Erhart also realized that the old processes of soil formation (weathering) in rain-forest environments were the origin of limestone. Today’s calcareous mud at the bottom of the ocean is the current equivalent of the ancient limestones formed (by biostasy) 100 or 200 million years ago during the Mesozoic era, when dinosaurs roamed the Earth. However, the calcareous muds of the past were buried by younger sediments, composed of claystones, siltstones, and associated sandstones (what geologists call “flysch”), during a drier period that followed the humid period that produced the limestones. Erhart concluded that the forest had disappeared and that subsequently the soils had been eroded; he called this situation, in which mechanical processes predominated, rhexistasy.

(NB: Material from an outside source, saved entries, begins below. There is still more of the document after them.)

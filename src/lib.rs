//! Loss-minimizing reconfiguration of distribution networks with a binary particle swarm.
//!
//! A [`Configuration`] holds one bit per tie switch (1 = closed). The swarm searches the
//! configurations that close exactly one tie switch for the lowest active loss reported by
//! a [`FitnessOracle`]. Configurations the oracle fails to evaluate receive a penalty
//! fitness, so a single bad power flow never aborts a run.
//!
//! ```no_run
//! use dnr_pso::{ieee33, NetworkOracle, PSOSettings, PowerFlowSettings, Reconfigurer};
//! use std::sync::Arc;
//!
//! let network = Arc::new(ieee33(&[])?);
//! let oracle = NetworkOracle::new(network, PowerFlowSettings::default());
//! let result = Reconfigurer::new(oracle, PSOSettings::default()).fit(Some(42), None, false)?;
//! println!("{} -> {:.2} kW", result.best_configuration, result.best_loss_kw);
//! # Ok::<(), anyhow::Error>(())
//! ```

pub mod bounds;
pub mod encoding;
pub mod error;
pub mod fitting;
pub mod network;
pub mod oracle;
pub mod particleswarm;
pub mod power_flow;
pub mod record;
pub mod report;
pub mod settings;
pub mod topology;

pub use bounds::{FeasibilityRepair, SingleTieRepair};
pub use encoding::Configuration;
pub use error::{ReconfError, ReconfResult};
pub use fitting::{best_of, optimize, PSOSettings, ReconfigurationResult, Reconfigurer};
pub use network::{ieee33, DistributedGeneration, Network};
pub use oracle::{
    evaluate, CachedOracle, FitnessOracle, FnOracle, NetworkOracle, OracleWrapper,
    TableOracle, ValidatedOracle, DEFAULT_PENALTY_KW,
};
pub use particleswarm::{BinaryParticleSwarm, GlobalBestUpdate};
pub use power_flow::{PowerFlowError, PowerFlowSettings, PowerFlowSolution};
pub use record::ConvergenceRecord;
pub use report::ReconfigurationReport;
pub use settings::Settings;
pub use topology::{RadialityValidator, TopologyValidator};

Today, large forests are disappearing even faster as a result of human action. Deforestation is widespread. Forests are logged or burned, leading to soil erosion; rivers are becoming filled with muddy sediments. Flying over the Amazon brings new surprises every year: its tributaries are becoming yellow or brown in colour; the Amazon itself is no longer dark green; and in geological terms, the forest is starting to die.

In ancient times, forests would die, but others were born. There were always sufficient trees to maintain a low level of CO2. Now, as all forests are being cut back at the same time, we suspect there is considerable risk to the planet’s dynamics.